> Problem:
In the records below, find the line that contains "pub async fn fetch_report(&self, document_id: i64)" and the line that contains "Folding is one". Set down exactly those lines and every line between them, and nothing more.

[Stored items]
________

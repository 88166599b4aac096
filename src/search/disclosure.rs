//! Progressive disclosure: a compact summarized search first, full chunk
//! context only on an explicit follow-up fetch.

use serde::Serialize;
use std::fmt::Write as _;
use std::sync::Arc;

use super::hybrid::MatchType;
use super::searcher::Searcher;
use super::store::{Chunk, ChunkStore};
use crate::error::{Error, Result};

pub const DEFAULT_SNIPPET_CHARS: usize = 200;
pub const DEFAULT_TOP_K: usize = 3;
pub const MIN_TOP_K: usize = 1;
pub const MAX_TOP_K: usize = 10;

/// Visible separator between a chunk and its neighbours in a detail fetch.
pub const CONTEXT_SEPARATOR: &str = "\n\n--- next chunk ---\n\n";

const ELLIPSIS: &str = "...";

#[derive(Debug, Clone, Serialize)]
pub struct SearchHit {
    pub id: i64,
    pub title: String,
    pub source_path: String,
    pub snippet: String,
    pub score: f32,
    pub match_type: MatchType,
}

#[derive(Debug, Clone, Serialize)]
pub struct SearchSummary {
    pub query: String,
    /// Total chunks in the store, not just the matched ones.
    pub total_candidates: usize,
    pub results: Vec<SearchHit>,
}

#[derive(Debug, Clone, Serialize)]
pub struct ChunkDetail {
    pub chunk: Chunk,
    /// The requested chunk and its existing neighbours, in index order.
    pub context: Vec<Chunk>,
    pub combined_text: String,
}

pub struct RetrievalSurface {
    searcher: Arc<Searcher>,
    store: Arc<dyn ChunkStore>,
    snippet_chars: usize,
}

impl RetrievalSurface {
    pub fn new(searcher: Arc<Searcher>, snippet_chars: usize) -> Self {
        let store = Arc::clone(searcher.store());
        Self {
            searcher,
            store,
            snippet_chars,
        }
    }

    pub async fn search_summary(&self, query: &str, top_k: usize) -> Result<SearchSummary> {
        let (results, total) = tokio::join!(
            self.searcher.search(query, top_k),
            self.store.count_chunks()
        );
        let results = results?;
        let total_candidates = total?;

        let terms = query_terms(query);
        let hits = results
            .into_iter()
            .map(|result| SearchHit {
                snippet: extract_snippet(&result.chunk.text, &terms, self.snippet_chars),
                id: result.chunk.id,
                title: result.chunk.title,
                source_path: result.chunk.source_path,
                score: result.score,
                match_type: result.match_type,
            })
            .collect();

        Ok(SearchSummary {
            query: query.to_string(),
            total_candidates,
            results: hits,
        })
    }

    pub async fn fetch_details(&self, id: i64) -> Result<ChunkDetail> {
        let chunk = self
            .store
            .get_chunk(id)
            .await?
            .ok_or_else(|| Error::NotFound(format!("document {}", id)))?;

        let previous = match chunk.chunk_index.checked_sub(1) {
            Some(index) => self.store.get_chunk_at(&chunk.source_path, index).await?,
            None => None,
        };
        let next = self
            .store
            .get_chunk_at(&chunk.source_path, chunk.chunk_index + 1)
            .await?;

        let mut context = Vec::with_capacity(3);
        context.extend(previous);
        context.push(chunk.clone());
        context.extend(next);

        let combined_text = context
            .iter()
            .map(|c| c.text.as_str())
            .collect::<Vec<_>>()
            .join(CONTEXT_SEPARATOR);

        Ok(ChunkDetail {
            chunk,
            context,
            combined_text,
        })
    }

    /// Tool-facing search: validates `top_k` and never fails, reporting
    /// errors as text instead.
    pub async fn search_report(&self, query: &str, top_k: i64) -> String {
        if !(MIN_TOP_K as i64..=MAX_TOP_K as i64).contains(&top_k) {
            return format!(
                "Error: top_k must be between {} and {} (got {}).",
                MIN_TOP_K, MAX_TOP_K, top_k
            );
        }
        if query.trim().is_empty() {
            return "Error: query must not be empty.".to_string();
        }
        match self.search_summary(query, top_k as usize).await {
            Ok(summary) => format_summary(&summary),
            Err(e) => format!("Error: search failed: {}", e),
        }
    }

    /// Tool-facing detail fetch; unknown ids produce an explicit not-found message.
    pub async fn fetch_report(&self, document_id: i64) -> String {
        if document_id <= 0 {
            return format!(
                "Error: document_id must be a positive integer (got {}).",
                document_id
            );
        }
        match self.fetch_details(document_id).await {
            Ok(detail) => format_detail(&detail),
            Err(Error::NotFound(_)) => format!("Document {} not found.", document_id),
            Err(e) => format!("Error: fetch failed: {}", e),
        }
    }
}

/// Case-folded query terms with quote characters stripped. Folding is one
/// char per char, the same as the text side of [`extract_snippet`].
pub fn query_terms(query: &str) -> Vec<String> {
    query
        .split_whitespace()
        .map(|t| {
            t.chars()
                .filter(|c| !matches!(c, '"' | '\''))
                .map(fold)
                .collect::<String>()
        })
        .filter(|t| !t.is_empty())
        .collect()
}

/// A window of at most `max_chars` characters centred on the earliest
/// occurrence of any term (case-insensitive), or the start of the text when
/// nothing matches. Truncated edges get an ellipsis.
pub fn extract_snippet(text: &str, terms: &[String], max_chars: usize) -> String {
    let chars: Vec<char> = text.chars().collect();
    if chars.len() <= max_chars {
        return text.to_string();
    }

    // One lowered char per original char keeps positions aligned.
    let lowered: Vec<char> = chars.iter().map(|c| fold(*c)).collect();
    let position = terms
        .iter()
        .filter_map(|term| {
            let needle: Vec<char> = term.chars().map(fold).collect();
            find_chars(&lowered, &needle)
        })
        .min()
        .unwrap_or(0);

    let start = position
        .saturating_sub(max_chars / 2)
        .min(chars.len() - max_chars);
    let end = start + max_chars;

    let mut snippet = String::new();
    if start > 0 {
        snippet.push_str(ELLIPSIS);
    }
    snippet.extend(&chars[start..end]);
    if end < chars.len() {
        snippet.push_str(ELLIPSIS);
    }
    snippet
}

fn fold(c: char) -> char {
    c.to_lowercase().next().unwrap_or(c)
}

fn find_chars(haystack: &[char], needle: &[char]) -> Option<usize> {
    if needle.is_empty() || needle.len() > haystack.len() {
        return None;
    }
    haystack.windows(needle.len()).position(|w| w == needle)
}

pub fn format_summary(summary: &SearchSummary) -> String {
    let mut out = String::new();
    if summary.results.is_empty() {
        let _ = writeln!(
            out,
            "No results for \"{}\" ({} chunks indexed).",
            summary.query, summary.total_candidates
        );
        return out;
    }

    let _ = writeln!(
        out,
        "Found {} result(s) for \"{}\" ({} chunks indexed):",
        summary.results.len(),
        summary.query,
        summary.total_candidates
    );
    for hit in &summary.results {
        let _ = writeln!(out);
        let _ = writeln!(
            out,
            "[{}] {} ({}, {:.3})",
            hit.id, hit.title, hit.match_type, hit.score
        );
        let _ = writeln!(out, "    Source: {}", hit.source_path);
        let _ = writeln!(out, "    {}", hit.snippet.replace('\n', " "));
    }
    let _ = writeln!(out);
    let _ = writeln!(out, "Use fetch_details with a document id for full context.");
    out
}

pub fn format_detail(detail: &ChunkDetail) -> String {
    let chunk = &detail.chunk;
    let mut out = String::new();
    let _ = writeln!(out, "[{}] {}", chunk.id, chunk.title);
    let _ = writeln!(
        out,
        "Source: {} (chunk {}, showing {} chunk(s) of context)",
        chunk.source_path,
        chunk.chunk_index,
        detail.context.len()
    );
    let _ = writeln!(out);
    out.push_str(&detail.combined_text);
    out.push('\n');
    out
}

#[cfg(test)]
mod tests {
    use super::*;
    use crate::search::searcher::tests::{record, MockEmbedder};
    use crate::search::searcher::SearchOptions;
    use crate::search::store::SqliteStore;

    fn surface(store: Arc<SqliteStore>) -> RetrievalSurface {
        let searcher = Searcher::new(
            store,
            Arc::new(MockEmbedder::Down),
            SearchOptions::default(),
        );
        RetrievalSurface::new(Arc::new(searcher), DEFAULT_SNIPPET_CHARS)
    }

    fn terms(items: &[&str]) -> Vec<String> {
        items.iter().map(|s| s.to_string()).collect()
    }

    #[test]
    fn test_snippet_short_text_unchanged() {
        assert_eq!(extract_snippet("short text", &terms(&["text"]), 200), "short text");
    }

    #[test]
    fn test_snippet_centred_on_match() {
        let text = format!("{}Refund Policy{}", "a".repeat(500), "b".repeat(500));
        let snippet = extract_snippet(&text, &terms(&["refund"]), 200);
        assert!(snippet.starts_with("..."));
        assert!(snippet.ends_with("..."));
        assert!(snippet.contains("Refund Policy"));
        assert_eq!(snippet.chars().count(), 206);
    }

    #[test]
    fn test_snippet_falls_back_to_start() {
        let text = "z".repeat(300);
        let snippet = extract_snippet(&text, &terms(&["missing"]), 200);
        assert!(!snippet.starts_with("..."));
        assert!(snippet.ends_with("..."));
        assert_eq!(snippet.chars().count(), 203);
    }

    #[test]
    fn test_snippet_match_near_end() {
        let text = format!("{}tail", "x".repeat(400));
        let snippet = extract_snippet(&text, &terms(&["tail"]), 200);
        assert!(snippet.starts_with("..."));
        assert!(!snippet.ends_with("..."));
        assert!(snippet.ends_with("tail"));
    }

    #[test]
    fn test_snippet_earliest_term_wins_and_handles_unicode() {
        let text = format!("{}Ünïcode {} later", "é".repeat(300), "ß".repeat(300));
        let snippet = extract_snippet(&text, &terms(&["later", "ünïcode"]), 100);
        assert!(snippet.contains("Ünïcode"));
    }

    #[test]
    fn test_query_terms() {
        assert_eq!(
            query_terms("  \"Refund\" 'POLICY' \"\" "),
            vec!["refund".to_string(), "policy".to_string()]
        );
    }

    #[test]
    fn test_snippet_finds_terms_with_multichar_lowercase() {
        let text = format!("{} İstanbul office hours {}", "x".repeat(300), "y".repeat(300));
        let terms = query_terms("İstanbul");
        assert_eq!(terms, vec!["istanbul".to_string()]);

        let snippet = extract_snippet(&text, &terms, 100);
        assert!(snippet.starts_with("..."));
        assert!(snippet.contains("İstanbul office hours"));
    }

    #[tokio::test]
    async fn test_summary_with_no_results_reports_total() {
        let store = Arc::new(SqliteStore::open_in_memory().unwrap());
        for i in 0..4 {
            store
                .upsert_chunk(&record("a.md", i, &format!("chunk number {}", i)))
                .await
                .unwrap();
        }
        let summary = surface(store).search_summary("zebra", 3).await.unwrap();
        assert!(summary.results.is_empty());
        assert_eq!(summary.total_candidates, 4);
        assert!(format_summary(&summary).contains("No results"));
    }

    #[tokio::test]
    async fn test_summary_hits() {
        let store = Arc::new(SqliteStore::open_in_memory().unwrap());
        let id = store
            .upsert_chunk(&record("policies.md", 0, "Our refund policy lasts 30 days."))
            .await
            .unwrap();
        let surface = surface(store);

        let summary = surface.search_summary("refund policy", 3).await.unwrap();
        assert_eq!(summary.results.len(), 1);
        let hit = &summary.results[0];
        assert_eq!(hit.id, id);
        assert_eq!(hit.match_type, MatchType::Keyword);
        assert_eq!(hit.snippet, "Our refund policy lasts 30 days.");

        let report = surface.search_report("refund policy", 3).await;
        assert!(report.contains(&format!("[{}] policies.md (keyword,", id)));
        assert!(report.contains("Source: policies.md"));
    }

    #[tokio::test]
    async fn test_fetch_details_with_neighbours() {
        let store = Arc::new(SqliteStore::open_in_memory().unwrap());
        let mut ids = Vec::new();
        for i in 0..3 {
            ids.push(
                store
                    .upsert_chunk(&record("a.md", i, &format!("part {}", i)))
                    .await
                    .unwrap(),
            );
        }
        store.upsert_chunk(&record("b.md", 1, "other doc")).await.unwrap();
        let surface = surface(store);

        let middle = surface.fetch_details(ids[1]).await.unwrap();
        assert_eq!(middle.context.len(), 3);
        assert_eq!(
            middle.combined_text,
            format!("part 0{}part 1{}part 2", CONTEXT_SEPARATOR, CONTEXT_SEPARATOR)
        );

        let first = surface.fetch_details(ids[0]).await.unwrap();
        assert_eq!(first.context.len(), 2);
        assert_eq!(first.context[0].chunk_index, 0);

        let last = surface.fetch_details(ids[2]).await.unwrap();
        assert_eq!(last.context.len(), 2);
        assert_eq!(last.context[1].chunk_index, 2);
    }

    #[tokio::test]
    async fn test_fetch_unknown_id() {
        let store = Arc::new(SqliteStore::open_in_memory().unwrap());
        let surface = surface(store);
        assert!(matches!(
            surface.fetch_details(42).await,
            Err(Error::NotFound(_))
        ));
        assert_eq!(surface.fetch_report(42).await, "Document 42 not found.");
        assert!(surface.fetch_report(0).await.starts_with("Error:"));
    }

    #[tokio::test]
    async fn test_report_argument_validation() {
        let store = Arc::new(SqliteStore::open_in_memory().unwrap());
        let surface = surface(store);
        assert!(surface.search_report("x", 0).await.starts_with("Error: top_k"));
        assert!(surface.search_report("x", 11).await.starts_with("Error: top_k"));
        assert!(surface.search_report("  ", 3).await.starts_with("Error: query"));
    }
}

________

> Solution to this exercise:
    pub async fn fetch_report(&self, document_id: i64) -> String {
        if document_id <= 0 {
            return format!(
                "Error: document_id must be a positive integer (got {}).",
                document_id
            );
        }
        match self.fetch_details(document_id).await {
            Ok(detail) => format_detail(&detail),
            Err(Error::NotFound(_)) => format!("Document {} not found.", document_id),
            Err(e) => format!("Error: fetch failed: {}", e),
        }
    }
}

/// Case-folded query terms with quote characters stripped. Folding is one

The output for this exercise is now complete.